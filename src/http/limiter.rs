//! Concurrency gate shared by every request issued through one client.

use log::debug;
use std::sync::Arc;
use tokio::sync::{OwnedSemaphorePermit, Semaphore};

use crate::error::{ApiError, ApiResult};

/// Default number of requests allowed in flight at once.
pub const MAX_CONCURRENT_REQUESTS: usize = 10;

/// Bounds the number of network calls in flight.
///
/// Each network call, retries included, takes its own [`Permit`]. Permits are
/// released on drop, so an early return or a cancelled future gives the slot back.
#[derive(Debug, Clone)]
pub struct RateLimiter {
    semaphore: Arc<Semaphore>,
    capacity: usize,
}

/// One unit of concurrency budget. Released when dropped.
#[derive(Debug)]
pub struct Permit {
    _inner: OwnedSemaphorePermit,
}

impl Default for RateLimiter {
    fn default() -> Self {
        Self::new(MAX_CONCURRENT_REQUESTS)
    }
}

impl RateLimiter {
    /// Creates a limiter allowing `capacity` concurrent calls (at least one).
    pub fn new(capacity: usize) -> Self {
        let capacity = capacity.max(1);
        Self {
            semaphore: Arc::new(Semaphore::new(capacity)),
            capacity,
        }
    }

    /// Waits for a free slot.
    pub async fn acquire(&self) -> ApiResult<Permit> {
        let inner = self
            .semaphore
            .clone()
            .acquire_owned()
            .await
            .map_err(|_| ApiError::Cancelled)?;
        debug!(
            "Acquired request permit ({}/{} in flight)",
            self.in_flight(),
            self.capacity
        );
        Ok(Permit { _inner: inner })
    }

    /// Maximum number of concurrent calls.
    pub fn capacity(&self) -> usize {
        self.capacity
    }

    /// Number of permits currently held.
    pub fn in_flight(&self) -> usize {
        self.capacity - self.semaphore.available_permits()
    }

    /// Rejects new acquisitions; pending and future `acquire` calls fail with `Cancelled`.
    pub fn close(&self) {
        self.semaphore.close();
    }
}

· · · ·

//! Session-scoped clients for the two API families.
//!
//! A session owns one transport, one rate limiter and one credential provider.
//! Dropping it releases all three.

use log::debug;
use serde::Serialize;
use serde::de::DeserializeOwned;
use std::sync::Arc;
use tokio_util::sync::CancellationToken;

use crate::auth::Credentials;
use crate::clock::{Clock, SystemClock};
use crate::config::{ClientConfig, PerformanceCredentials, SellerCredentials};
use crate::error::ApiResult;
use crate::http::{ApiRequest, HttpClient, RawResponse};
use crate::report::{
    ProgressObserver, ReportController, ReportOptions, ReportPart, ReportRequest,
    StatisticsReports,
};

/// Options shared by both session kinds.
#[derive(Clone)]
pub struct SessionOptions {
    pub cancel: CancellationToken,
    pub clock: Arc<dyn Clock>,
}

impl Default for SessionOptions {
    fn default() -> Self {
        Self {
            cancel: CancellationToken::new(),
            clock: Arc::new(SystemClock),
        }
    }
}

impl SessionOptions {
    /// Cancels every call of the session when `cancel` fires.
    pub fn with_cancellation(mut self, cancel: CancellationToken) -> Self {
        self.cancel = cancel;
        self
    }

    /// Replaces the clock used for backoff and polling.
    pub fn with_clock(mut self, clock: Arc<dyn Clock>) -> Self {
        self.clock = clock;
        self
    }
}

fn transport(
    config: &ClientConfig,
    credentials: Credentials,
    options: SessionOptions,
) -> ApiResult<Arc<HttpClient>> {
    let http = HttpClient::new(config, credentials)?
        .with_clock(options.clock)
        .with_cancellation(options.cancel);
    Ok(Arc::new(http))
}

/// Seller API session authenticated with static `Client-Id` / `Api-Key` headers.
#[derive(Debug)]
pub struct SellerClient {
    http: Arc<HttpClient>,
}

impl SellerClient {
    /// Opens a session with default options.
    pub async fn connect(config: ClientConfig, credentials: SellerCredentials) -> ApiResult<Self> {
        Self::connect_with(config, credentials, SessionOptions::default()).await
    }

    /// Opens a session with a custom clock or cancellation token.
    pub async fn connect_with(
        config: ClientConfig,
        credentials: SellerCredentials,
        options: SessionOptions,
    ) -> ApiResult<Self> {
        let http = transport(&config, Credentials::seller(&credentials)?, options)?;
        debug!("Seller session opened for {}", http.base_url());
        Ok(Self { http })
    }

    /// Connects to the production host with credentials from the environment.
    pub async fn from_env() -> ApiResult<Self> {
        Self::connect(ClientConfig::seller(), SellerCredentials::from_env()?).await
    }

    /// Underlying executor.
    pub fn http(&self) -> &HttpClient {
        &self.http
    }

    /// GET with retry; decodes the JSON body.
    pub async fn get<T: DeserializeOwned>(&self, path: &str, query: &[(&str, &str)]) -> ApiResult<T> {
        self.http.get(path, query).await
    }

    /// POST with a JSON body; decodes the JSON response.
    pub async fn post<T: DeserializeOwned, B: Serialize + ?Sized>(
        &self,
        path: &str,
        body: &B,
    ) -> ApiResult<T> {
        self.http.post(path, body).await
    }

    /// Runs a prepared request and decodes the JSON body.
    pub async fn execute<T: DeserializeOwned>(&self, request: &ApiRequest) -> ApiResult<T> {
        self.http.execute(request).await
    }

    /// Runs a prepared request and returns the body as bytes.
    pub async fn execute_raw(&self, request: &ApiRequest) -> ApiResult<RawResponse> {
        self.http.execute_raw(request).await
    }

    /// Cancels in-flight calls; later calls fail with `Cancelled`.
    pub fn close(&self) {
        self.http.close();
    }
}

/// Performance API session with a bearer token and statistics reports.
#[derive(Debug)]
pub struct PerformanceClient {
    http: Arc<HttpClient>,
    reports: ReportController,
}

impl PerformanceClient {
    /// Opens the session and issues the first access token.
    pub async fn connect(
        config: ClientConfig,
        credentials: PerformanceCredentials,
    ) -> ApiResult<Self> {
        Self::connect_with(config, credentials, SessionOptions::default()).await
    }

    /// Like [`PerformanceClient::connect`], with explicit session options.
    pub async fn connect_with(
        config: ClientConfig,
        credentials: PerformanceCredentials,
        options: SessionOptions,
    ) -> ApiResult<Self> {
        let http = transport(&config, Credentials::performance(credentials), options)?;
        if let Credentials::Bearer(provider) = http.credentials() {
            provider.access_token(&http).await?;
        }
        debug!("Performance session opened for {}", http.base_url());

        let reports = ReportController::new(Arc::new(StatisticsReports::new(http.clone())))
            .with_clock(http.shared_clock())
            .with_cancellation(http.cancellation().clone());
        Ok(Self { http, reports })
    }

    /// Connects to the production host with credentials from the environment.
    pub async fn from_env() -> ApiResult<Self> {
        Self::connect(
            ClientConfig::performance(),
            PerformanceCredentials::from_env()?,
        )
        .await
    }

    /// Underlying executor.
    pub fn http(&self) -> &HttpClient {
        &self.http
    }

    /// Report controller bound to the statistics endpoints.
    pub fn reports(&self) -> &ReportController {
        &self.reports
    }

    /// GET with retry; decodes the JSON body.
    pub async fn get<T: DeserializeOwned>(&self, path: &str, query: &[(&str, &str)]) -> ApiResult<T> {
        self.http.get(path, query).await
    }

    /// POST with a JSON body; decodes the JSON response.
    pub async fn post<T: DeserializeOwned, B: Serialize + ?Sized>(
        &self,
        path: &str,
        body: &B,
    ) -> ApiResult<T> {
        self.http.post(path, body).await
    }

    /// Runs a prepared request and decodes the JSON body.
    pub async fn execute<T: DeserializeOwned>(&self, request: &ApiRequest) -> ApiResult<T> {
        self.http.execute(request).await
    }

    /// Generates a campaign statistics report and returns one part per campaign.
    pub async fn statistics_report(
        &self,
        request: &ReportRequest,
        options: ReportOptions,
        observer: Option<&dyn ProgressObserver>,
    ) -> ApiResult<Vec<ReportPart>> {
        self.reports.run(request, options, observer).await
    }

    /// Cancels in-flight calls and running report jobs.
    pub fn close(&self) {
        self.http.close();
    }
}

· · · ·

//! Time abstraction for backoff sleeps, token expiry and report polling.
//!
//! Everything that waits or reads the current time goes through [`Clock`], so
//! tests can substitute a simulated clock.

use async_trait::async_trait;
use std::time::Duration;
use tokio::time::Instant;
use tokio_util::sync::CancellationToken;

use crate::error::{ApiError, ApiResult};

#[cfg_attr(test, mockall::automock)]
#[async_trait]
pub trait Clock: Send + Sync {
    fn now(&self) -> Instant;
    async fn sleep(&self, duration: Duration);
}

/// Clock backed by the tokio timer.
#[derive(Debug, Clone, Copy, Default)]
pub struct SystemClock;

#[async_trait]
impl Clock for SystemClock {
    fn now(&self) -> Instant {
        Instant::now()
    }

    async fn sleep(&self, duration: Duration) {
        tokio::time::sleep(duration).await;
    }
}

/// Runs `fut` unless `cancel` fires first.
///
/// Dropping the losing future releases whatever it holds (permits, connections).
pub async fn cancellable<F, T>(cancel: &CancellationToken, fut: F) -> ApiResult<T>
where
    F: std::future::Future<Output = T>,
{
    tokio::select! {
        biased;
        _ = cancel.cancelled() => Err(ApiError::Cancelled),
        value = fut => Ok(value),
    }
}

· · · ·

== Task directions ==
Among the lines above, count those containing the word "SellerClient" and write only the number.

== Exercise response ==
2